As someone who has lived in Amsterdam for 35 years, and now sits contemplating the November skies reflected in the wrinkled avocado-colored waters of a canal, I can assure you that a week on the waters of the Low Countries provides a unique opportunity to explore the meditative potential of water. You needn’t go whaling to discover and satisfy the need that makes Ishmael so restless; you can float along the winding waterways between Bruges and Amsterdam on a luxurious barge, with picturesque side-trips by bicycle or on foot to quiet places where motor vehicles have little or no access.

Holland is literally built on water. One-fifth of the surface of the Netherlands is water, another fourth lies below sea level, and only five percent of the dry land is higher than one meter above the sea. Schiphol Airport is built on an immense dry lake-bed, on runways four meters below sea level. From the tour barge you can gaze down upon cows grazing in green fields several meters below your own water level, and admire the windmills and houseboats and tulip fields and abundant greenery and bird-life along the shores.

Bikes In Amsterdam

The land of Holland is also uniquely built from the water, from systems of dikes and polders developed since the Middle Ages, by means of which flooded and low-lying areas have been reclaimed from the sea and turned into productive farmlands. Despite its size, the Netherlands is now the world’s second largest exporter of agricultural products (after the U.S.), exporting more than $92 billion in agricultural products in 2015, including more than half of the world’s trade in flowers and plants. Rotterdam is Europe’s largest harbor. The Dutch are justly proud of the maintenance of their infrastructure and their lifestyle, and it is entirely fitting that their national motto should be Je maintiendrai – “I shall maintain.”

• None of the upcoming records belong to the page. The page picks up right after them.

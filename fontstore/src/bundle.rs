//! Request-scoped resolution: subsets, bundles, variants, and file filters.
//!
//! A [`FontBundle`] is the single point establishing consistency between a
//! font and the subset view used by every downstream step of one request.
//! Nothing here is cached; two concurrent requests for the same selection
//! get independent bundles.

use indexmap::IndexMap;
use log::debug;

use crate::{
    catalog::Catalog,
    error::Error,
    paths,
    records::{FileEntry, FontRecord, VariantRecord},
};

/// Resolve the subset selection for one request.
///
/// `None` means "all subsets of the font". A non-empty request is intersected
/// with the font's declared subsets; blank tokens are ignored, everything
/// else is matched verbatim (so a padded token like `" latin "` matches
/// nothing). The result is sorted and deduplicated so identical selections
/// always compare (and join) identically.
pub fn resolve_subsets(font: &FontRecord, requested: Option<&[String]>) -> Result<Vec<String>, Error> {
    let mut subsets: Vec<String> = match requested {
        None => font.subsets.clone(),
        Some(requested) => requested
            .iter()
            .map(|s| s.as_str())
            .filter(|s| !s.trim().is_empty() && font.has_subset(s))
            .map(str::to_string)
            .collect(),
    };
    subsets.sort();
    subsets.dedup();
    if subsets.is_empty() {
        return Err(Error::NoMatchingSubsets {
            font_id: font.id.clone(),
            requested: requested.unwrap_or_default().to_vec(),
        });
    }
    Ok(subsets)
}

/// A font pinned to a resolved subset selection for the length of one request.
#[derive(Debug, Clone, PartialEq)]
pub struct FontBundle<'c> {
    pub font: &'c FontRecord,
    /// Sorted, deduplicated, non-empty subset of the font's declared subsets.
    pub subsets: Vec<String>,
    /// Sorted join of the selection; stable across request orderings, so it
    /// is safe in filenames and cache keys.
    pub store_id: String,
}

impl Catalog {
    /// Assemble the bundle for a font id and an optional subset request.
    pub fn bundle<'c>(
        &'c self,
        id: &str,
        requested: Option<&[String]>,
    ) -> Result<FontBundle<'c>, Error> {
        let font = self
            .get(id)
            .ok_or_else(|| Error::UnknownFont(id.to_string()))?;
        let subsets = resolve_subsets(font, requested)?;
        let store_id = subsets.join("_");
        Ok(FontBundle {
            font,
            subsets,
            store_id,
        })
    }
}

impl FontBundle<'_> {
    pub fn is_selected(&self, subset: &str) -> bool {
        self.subsets.iter().any(|s| s == subset)
    }

    /// Every declared subset, in declaration order, flagged selected or not.
    pub fn subset_map(&self) -> IndexMap<String, bool> {
        self.font
            .subsets
            .iter()
            .map(|s| (s.clone(), self.is_selected(s)))
            .collect()
    }

    /// Resolve the variant records for this bundle.
    ///
    /// Locators embed the store id, so they point at files backing exactly
    /// this subset selection. Variants declaring no formats are dropped;
    /// zero resolvable variants is inconsistent backing data and surfaces
    /// as not-found.
    pub fn variants(&self, base_url: &str) -> Result<Vec<VariantRecord>, Error> {
        let mut records = Vec::with_capacity(self.font.variants.len());
        for decl in &self.font.variants {
            if decl.formats.is_empty() {
                debug!("'{}' variant '{}' declares no formats", self.font.id, decl.id);
                continue;
            }
            let mut urls = IndexMap::with_capacity(decl.formats.len());
            for format in &decl.formats {
                let file = paths::file_name(self, &decl.id, format);
                urls.insert(
                    format.clone(),
                    format!("{}/files/{}/{}", base_url, self.font.id, file),
                );
            }
            records.push(VariantRecord {
                id: decl.id.clone(),
                font_family: decl.font_family.clone(),
                font_style: decl.font_style.clone(),
                font_weight: decl.font_weight.clone(),
                urls,
            });
        }
        if records.is_empty() {
            return Err(Error::NoVariants(self.font.id.clone()));
        }
        Ok(records)
    }
}

/// The caller-side filter over resolved file entries.
///
/// An absent filter means "no filter"; a present-but-empty one matches
/// nothing. The two predicates are independent, so application order does
/// not matter.
pub fn filter_files(
    entries: Vec<FileEntry>,
    variants: Option<&[String]>,
    formats: Option<&[String]>,
) -> Vec<FileEntry> {
    entries
        .into_iter()
        .filter(|entry| {
            variants.map_or(true, |filter| filter.iter().any(|v| *v == entry.variant))
                && formats.map_or(true, |filter| filter.iter().any(|f| *f == entry.format))
        })
        .collect()
}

The Netherlands also have one of the highest population densities in the world, at 412 people per square kilometer, or 507 if one doesn’t include the water (as against only 33 for the U.S.). Compared with countries of equal or larger populations, the density is higher only in Bangladesh, South Korea, and Taiwan. And yet, as we glide through green farmlands and pasture-lands between rows of neatly planted willows and poplars, you would never have the impression that this was a crowded country.

Rijksmuseum, Amsterdam

Holland is currently the sixth happiest country in the world, according to the World Happiness Report compiled annually by the United Nations Sustainable Development Solutions Network, based on factors such as GDP per capita, social support, “trust,” “healthy life expectancy,” and “freedom to make life choices.” By these measures, the U.S. currently ranks 14th (and Belgium 17th) out of 155 countries. I was very happy to discover this, especially until a Dutch friend informed me that the model for measuring happiness was developed by a Dutch professor in Rotterdam.After completing a B.A. in English at Yale, I studied comparative literature (French and German) in graduate school and taught English and American literature here at the Universiteit van Amsterdam from 1985 to 2013, with literary modernism as a specialty and a particular focus on the works of Joseph Conrad. My wife Krisztina arrived in Amsterdam in 2005 and teaches cultural history and nationalism in the Department of European Studies. Her latest book, Staging the Nation: Nationalism and Opera in Nineteenth-Century Hungary, is scheduled for publication in April.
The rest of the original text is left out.